The House Between Tides
Chapter 1 2010, James
The first bone he had dismissed as dead sheep. There’d been others—ribs decaying amidst rabbit droppings and debris from the collapsing ceilings, or bleached vertebrae. But the next one was a long bone, and he held it, considering a moment, then rocked back on his heels.
This was no sheep.
He leant forward, interest sharpening, and scraped at the sandy soil, revealing more stained bones and recognising a tangle of threads from decaying textile. A rotting plank half-covered the remains. He tried to move it aside, but it stuck fast, then he straightened, aghast, as certainty came. The plank was an old floor-board, nailed down, and the bones were underneath it.
He stared down at the remains, thrown off-balance, then bent again, his mouth dry, and explored further until he came to the pale orb of the skull.

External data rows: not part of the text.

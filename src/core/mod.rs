//! # Core Module
//!
//! Configuration, clock abstraction, and error types for the timer bot.
//!
//! - **Version**: 1.1.0
//! - **Since**: 0.1.0
//! - **Toggleable**: false
//!
//! ## Changelog
//! - 1.1.0: Add injectable clock for deterministic due-detection tests
//! - 1.0.0: Initial creation with config and error modules

pub mod clock;
pub mod config;
pub mod error;

// Re-export commonly used items
pub use clock::{Clock, ManualClock, SystemClock};
pub use config::Config;
pub use error::TimerError;
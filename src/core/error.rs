//! Error taxonomy for timer operations.
//!
//! Lifecycle operations propagate these to the caller; the scheduler logs
//! per-timer failures and moves on so one bad timer cannot stall a cycle.

use thiserror::Error;

#[derive(Debug, Error)]
pub enum TimerError {
    /// The id does not resolve to a live record. Surfaced, never retried.
    #[error("no timer with id {0} exists")]
    NotFound(String),

    /// Bad caller input (unparseable date, empty edit). Surfaced, never retried.
    #[error("invalid input: {0}")]
    Validation(String),

    /// Owner or channel could not be reached at delivery time. The timer stays
    /// undelivered and is retried on the next scheduler cycle.
    #[error("destination unresolved: {0}")]
    DestinationUnresolved(String),

    /// Persistence layer failure.
    #[error("store error: {0}")]
    Store(String),

    /// Delivery transport failure (message send rejected by the platform).
    #[error("transport error: {0}")]
    Transport(String),
}

impl TimerError {
    /// Wrap an arbitrary persistence error.
    pub fn store<E: std::fmt::Display>(err: E) -> Self {
        TimerError::Store(err.to_string())
    }

    /// Wrap an arbitrary transport error.
    pub fn transport<E: std::fmt::Display>(err: E) -> Self {
        TimerError::Transport(err.to_string())
    }
}
//! # Feature: Reminder Timers
//!
//! User-created reminder timers: create, list, edit, snooze, delete, and
//! autonomous one-time delivery of due notifications. The lifecycle service is
//! driven by the (external) command front-end; the scheduler runs on its own
//! cadence against the same store.
//!
//! - **Version**: 1.2.0
//! - **Since**: 0.1.0
//! - **Toggleable**: false
//!
//! ## Changelog
//! - 1.2.0: Injectable clock and explicit scheduler start/stop lifecycle
//! - 1.1.0: Edit support (message and/or due time)
//! - 1.0.0: Initial release with create/list/snooze/delete and due delivery

pub mod dates;
pub mod embeds;
pub mod id;
pub mod lifecycle;
pub mod scheduler;
pub mod transport;

pub use dates::{resolve_due, DateParser};
pub use embeds::{notification, EmbedField, TimerEvent, TimerNotification};
pub use lifecycle::TimerService;
pub use scheduler::DueTimerScheduler;
pub use transport::{DeliveryTransport, DiscordTransport};
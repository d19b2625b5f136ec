//! Timer lifecycle operations: create, list, get, delete, snooze, edit.
//!
//! Every mutation is a read-modify-write against the store; the store is the
//! sole source of truth. Ownership checks (requesting user == owner) belong to
//! the command front-end, not here.

use super::id::random_id;
use crate::core::{Clock, TimerError};
use crate::database::{Timer, TimerPatch, TimerStore};
use chrono::{DateTime, Utc};
use log::{debug, info};
use std::sync::Arc;

pub struct TimerService {
    store: Arc<dyn TimerStore>,
    clock: Arc<dyn Clock>,
}

impl TimerService {
    pub fn new(store: Arc<dyn TimerStore>, clock: Arc<dyn Clock>) -> Self {
        TimerService { store, clock }
    }

    /// Create and persist a new timer with a freshly allocated unique id.
    pub async fn create(
        &self,
        message: &str,
        owner: &str,
        channel: &str,
        due: DateTime<Utc>,
    ) -> Result<Timer, TimerError> {
        let id = self.allocate_id().await?;
        let timer = Timer {
            id,
            message: message.to_string(),
            owner: owner.to_string(),
            channel: channel.to_string(),
            original_due: due,
            effective_due: due,
            created_at: self.clock.now(),
            snooze_count: 0,
            delivered: false,
        };
        self.store.create(&timer).await?;
        info!("created timer {} for user {} due {}", timer.id, owner, due);
        Ok(timer)
    }

    /// All timers for `owner`; with `only_active`, only undelivered ones.
    pub async fn list_for_owner(
        &self,
        owner: &str,
        only_active: bool,
    ) -> Result<Vec<Timer>, TimerError> {
        self.store.find_for_owner(owner, only_active).await
    }

    /// Look a timer up by id, surfacing `NotFound` when it does not exist.
    pub async fn get_by_id(&self, id: &str) -> Result<Timer, TimerError> {
        self.store
            .find_unique(id)
            .await?
            .ok_or_else(|| TimerError::NotFound(id.to_string()))
    }

    /// Remove a timer. `NotFound` if the record is already gone.
    pub async fn delete(&self, timer: &Timer) -> Result<(), TimerError> {
        self.store.delete(&timer.id).await?;
        info!("deleted timer {}", timer.id);
        Ok(())
    }

    /// Postpone a timer: move `effective_due`, bump the snooze counter, and
    /// reset `delivered` so it fires again. `original_due` is untouched.
    pub async fn snooze(
        &self,
        timer: &Timer,
        new_due: DateTime<Utc>,
    ) -> Result<Timer, TimerError> {
        let updated = self
            .store
            .update(&timer.id, TimerPatch::snooze(new_due))
            .await?;
        info!(
            "snoozed timer {} to {} (count {})",
            updated.id, updated.effective_due, updated.snooze_count
        );
        Ok(updated)
    }

    /// Change a timer's message and/or due time. A new due time moves
    /// `effective_due` only; `snooze_count` and `delivered` are untouched.
    /// With neither field provided this is a no-op, not an error: the
    /// front-end rejects empty edits before calling.
    pub async fn edit(
        &self,
        timer: &Timer,
        new_message: Option<&str>,
        new_due: Option<DateTime<Utc>>,
    ) -> Result<Timer, TimerError> {
        let patch = TimerPatch {
            message: new_message.map(str::to_string),
            effective_due: new_due,
            ..TimerPatch::default()
        };
        if patch.is_empty() {
            return Ok(timer.clone());
        }

        let updated = self.store.update(&timer.id, patch).await?;
        info!("edited timer {}", updated.id);
        Ok(updated)
    }

    /// Generate candidate ids until the store reports one unused. The store is
    /// the authority on uniqueness; there is no local cache and no retry cap.
    async fn allocate_id(&self) -> Result<String, TimerError> {
        loop {
            let id = random_id();
            if self.store.find_unique(&id).await?.is_none() {
                return Ok(id);
            }
            debug!("timer id {id} already taken, regenerating");
        }
    }
}
//! In-memory timer store backed by DashMap.
//!
//! Used as the test fixture throughout the crate and usable by embedders that
//! do not need persistence across restarts.

use super::{apply_patch, Timer, TimerPatch, TimerStore};
use crate::core::TimerError;
use async_trait::async_trait;
use chrono::{DateTime, Utc};
use dashmap::DashMap;

#[derive(Default)]
pub struct MemoryTimerStore {
    timers: DashMap<String, Timer>,
}

impl MemoryTimerStore {
    pub fn new() -> Self {
        MemoryTimerStore {
            timers: DashMap::new(),
        }
    }

    /// Number of live records.
    pub fn len(&self) -> usize {
        self.timers.len()
    }

    pub fn is_empty(&self) -> bool {
        self.timers.is_empty()
    }
}

#[async_trait]
impl TimerStore for MemoryTimerStore {
    async fn create(&self, timer: &Timer) -> Result<(), TimerError> {
        match self.timers.entry(timer.id.clone()) {
            dashmap::mapref::entry::Entry::Occupied(_) => Err(TimerError::Store(format!(
                "duplicate timer id {}",
                timer.id
            ))),
            dashmap::mapref::entry::Entry::Vacant(entry) => {
                entry.insert(timer.clone());
                Ok(())
            }
        }
    }

    async fn find_unique(&self, id: &str) -> Result<Option<Timer>, TimerError> {
        Ok(self.timers.get(id).map(|entry| entry.value().clone()))
    }

    async fn find_for_owner(
        &self,
        owner: &str,
        only_active: bool,
    ) -> Result<Vec<Timer>, TimerError> {
        Ok(self
            .timers
            .iter()
            .filter(|entry| entry.owner == owner)
            .filter(|entry| !only_active || !entry.delivered)
            .map(|entry| entry.value().clone())
            .collect())
    }

    async fn find_due(&self, now: DateTime<Utc>) -> Result<Vec<Timer>, TimerError> {
        Ok(self
            .timers
            .iter()
            .filter(|entry| entry.effective_due <= now && !entry.delivered)
            .map(|entry| entry.value().clone())
            .collect())
    }

    async fn update(&self, id: &str, patch: TimerPatch) -> Result<Timer, TimerError> {
        match self.timers.get_mut(id) {
            Some(mut entry) => {
                apply_patch(entry.value_mut(), &patch);
                Ok(entry.value().clone())
            }
            None => Err(TimerError::NotFound(id.to_string())),
        }
    }

    async fn delete(&self, id: &str) -> Result<(), TimerError> {
        match self.timers.remove(id) {
            Some(_) => Ok(()),
            None => Err(TimerError::NotFound(id.to_string())),
        }
    }
}
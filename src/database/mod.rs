//! # Timer Persistence
//!
//! The persisted `Timer` record and the `TimerStore` trait the rest of the
//! crate talks to. The store is the sole source of truth: every mutation is a
//! read-modify-write against it, never an in-place object mutation.
//!
//! - **Version**: 1.2.0
//! - **Since**: 0.1.0
//! - **Toggleable**: false
//!
//! ## Changelog
//! - 1.2.0: DashMap-backed in-memory store for tests and embedders
//! - 1.1.0: Partial updates via TimerPatch (snooze-count increment included)
//! - 1.0.0: Initial sqlite-backed store

pub mod memory;
pub mod sqlite;

use crate::core::TimerError;
use async_trait::async_trait;
use chrono::{DateTime, Utc};
use serde::{Deserialize, Serialize};

pub use self::memory::MemoryTimerStore;
pub use self::sqlite::SqliteTimerStore;

/// A user-created reminder timer. The sole persisted entity.
#[derive(Debug, Clone, PartialEq, Eq, Serialize, Deserialize)]
pub struct Timer {
    /// Short human-typeable id, unique among live timers, immutable.
    pub id: String,
    /// Reminder text shown on delivery.
    pub message: String,
    /// Opaque user id of the timer's creator. Immutable.
    pub owner: String,
    /// Opaque channel id the timer was created in. Immutable; delivery falls
    /// back to a DM with the owner when this cannot be resolved.
    pub channel: String,
    /// First-ever due time, kept as a historical record. Immutable.
    pub original_due: DateTime<Utc>,
    /// Due time used for scheduling. Moved by snooze and edit.
    pub effective_due: DateTime<Utc>,
    /// Creation instant. Immutable.
    pub created_at: DateTime<Utc>,
    /// Number of snoozes so far. Never decremented.
    pub snooze_count: u32,
    /// False until the due notification has been sent; snooze resets it so the
    /// timer can fire again.
    pub delivered: bool,
}

/// Partial update applied by [`TimerStore::update`]. Unset fields are left
/// untouched; `increment_snooze` bumps the counter atomically in the store.
#[derive(Debug, Clone, Default)]
pub struct TimerPatch {
    pub message: Option<String>,
    pub effective_due: Option<DateTime<Utc>>,
    pub delivered: Option<bool>,
    pub increment_snooze: bool,
}

impl TimerPatch {
    /// Patch that marks a timer as delivered.
    pub fn delivered() -> Self {
        TimerPatch {
            delivered: Some(true),
            ..TimerPatch::default()
        }
    }

    /// Patch applied by a snooze: new due time, counter bump, delivery reset.
    pub fn snooze(new_due: DateTime<Utc>) -> Self {
        TimerPatch {
            effective_due: Some(new_due),
            delivered: Some(false),
            increment_snooze: true,
            ..TimerPatch::default()
        }
    }

    /// True when the patch would change nothing.
    pub fn is_empty(&self) -> bool {
        self.message.is_none()
            && self.effective_due.is_none()
            && self.delivered.is_none()
            && !self.increment_snooze
    }
}

/// Key-indexed persistence for timers, exposing exactly the filtered scans the
/// lifecycle service and scheduler need.
#[async_trait]
pub trait TimerStore: Send + Sync {
    /// Insert a new record. A duplicate id is a store error, upholding id
    /// uniqueness even under concurrent creation.
    async fn create(&self, timer: &Timer) -> Result<(), TimerError>;

    /// Look a timer up by id.
    async fn find_unique(&self, id: &str) -> Result<Option<Timer>, TimerError>;

    /// All timers belonging to `owner`; with `only_active`, only undelivered
    /// ones.
    async fn find_for_owner(&self, owner: &str, only_active: bool)
        -> Result<Vec<Timer>, TimerError>;

    /// All timers with `effective_due <= now` that have not been delivered.
    async fn find_due(&self, now: DateTime<Utc>) -> Result<Vec<Timer>, TimerError>;

    /// Apply a partial update and return the updated record. `NotFound` if the
    /// record no longer exists.
    async fn update(&self, id: &str, patch: TimerPatch) -> Result<Timer, TimerError>;

    /// Remove a record. `NotFound` if it no longer exists.
    async fn delete(&self, id: &str) -> Result<(), TimerError>;
}

/// Apply a patch to an owned record. Shared by the store implementations so
/// both agree on the exact semantics of a partial update.
pub(crate) fn apply_patch(timer: &mut Timer, patch: &TimerPatch) {
    if let Some(message) = &patch.message {
        timer.message = message.clone();
    }
    if let Some(effective_due) = patch.effective_due {
        timer.effective_due = effective_due;
    }
    if let Some(delivered) = patch.delivered {
        timer.delivered = delivered;
    }
    if patch.increment_snooze {
        timer.snooze_count += 1;
    }
}

#[cfg(test)]
mod tests {
    use super::*;
    use chrono::TimeZone;

    fn sample_timer() -> Timer {
        let due = Utc.with_ymd_and_hms(2025, 3, 1, 9, 30, 0).unwrap();
        Timer {
            id: "abcd".to_string(),
            message: "stand-up".to_string(),
            owner: "1001".to_string(),
            channel: "2002".to_string(),
            original_due: due,
            effective_due: due,
            created_at: Utc.with_ymd_and_hms(2025, 2, 28, 9, 0, 0).unwrap(),
            snooze_count: 0,
            delivered: false,
        }
    }

    #[test]
    fn test_empty_patch_changes_nothing() {
        let mut timer = sample_timer();
        let before = timer.clone();
        apply_patch(&mut timer, &TimerPatch::default());
        assert_eq!(timer, before);
        assert!(TimerPatch::default().is_empty());
    }

    #[test]
    fn test_snooze_patch_semantics() {
        let mut timer = sample_timer();
        timer.delivered = true;
        let new_due = Utc.with_ymd_and_hms(2025, 3, 1, 10, 0, 0).unwrap();

        apply_patch(&mut timer, &TimerPatch::snooze(new_due));

        assert_eq!(timer.effective_due, new_due);
        assert_eq!(timer.snooze_count, 1);
        assert!(!timer.delivered);
        // Historical record survives the snooze
        assert_eq!(
            timer.original_due,
            Utc.with_ymd_and_hms(2025, 3, 1, 9, 30, 0).unwrap()
        );
    }

    #[test]
    fn test_delivered_patch_only_flips_the_flag() {
        let mut timer = sample_timer();
        let before = timer.clone();
        apply_patch(&mut timer, &TimerPatch::delivered());
        assert!(timer.delivered);
        assert_eq!(timer.message, before.message);
        assert_eq!(timer.effective_due, before.effective_due);
        assert_eq!(timer.snooze_count, before.snooze_count);
    }
}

Then he stopped.
The body had been placed on its side with the head hard up against a boulder in the foundations, the chin dropped to the chest, exposing the side of the skull. Exposing not a smooth roundness but a fissured depression, choked with sand. His mind roared as he reached forward to clear crumbs of mortar from the half-buried jaw, flicking an indifferent wood louse from the bared teeth, his hand trembling as he uncovered more of the crushed temple and the dark orbit of an eye. Then he straightened again and stood looking down, the trowel hanging loose in his hand.
It was the snapping of fast wing beats that broke the spell, and he ducked instinctively as a rock dove bolted from its roost in an alcove—bloody bird!—and he glanced at his watch, twisting it on his wrist. Out of time. The tide had turned, and the wind was strong. Storm coming. He quickly bent to cover the bones again, then grabbed his jacket and ran to the Land Rover.
The empty stretch of sand which, for a few short hours twice a day joined Muirlan Island to the main island, was disappearing fast. Had he cut it too fine? He revved the engine hard as the vehicle descended the track and he reached the point where track met sand. Then the battered vehicle sped across, through the shallow water, spray arching from its wheels as it rounded the rocky outcrop at the midway point, following the vanishing tracks which had marked his route across that afternoon. Swooping terns accompanied the incoming tide as it flooded the sandy stretches between the headlands, closing in behind him. He glanced in his rear-view mirror at the grey bulk of the house silhouetted on the ridge, and gripped the steering wheel. A body, for Christ’s sake!
Then, as he tore across the wet sand, he glimpsed a figure in a long dark coat standing on a little headland, staring out towards the house. A woman? He looked more keenly. A stranger— The Land Rover plunged drunkenly into the last deep channel and he revved the engine again to pull up the other side, releasing his breath as he felt firm ground beneath the tyres. Then he swung the vehicle to the right, wiping damp palms on worn jeans, and headed down the single-track road, skirting the edge of the bay, to find Ruairidh.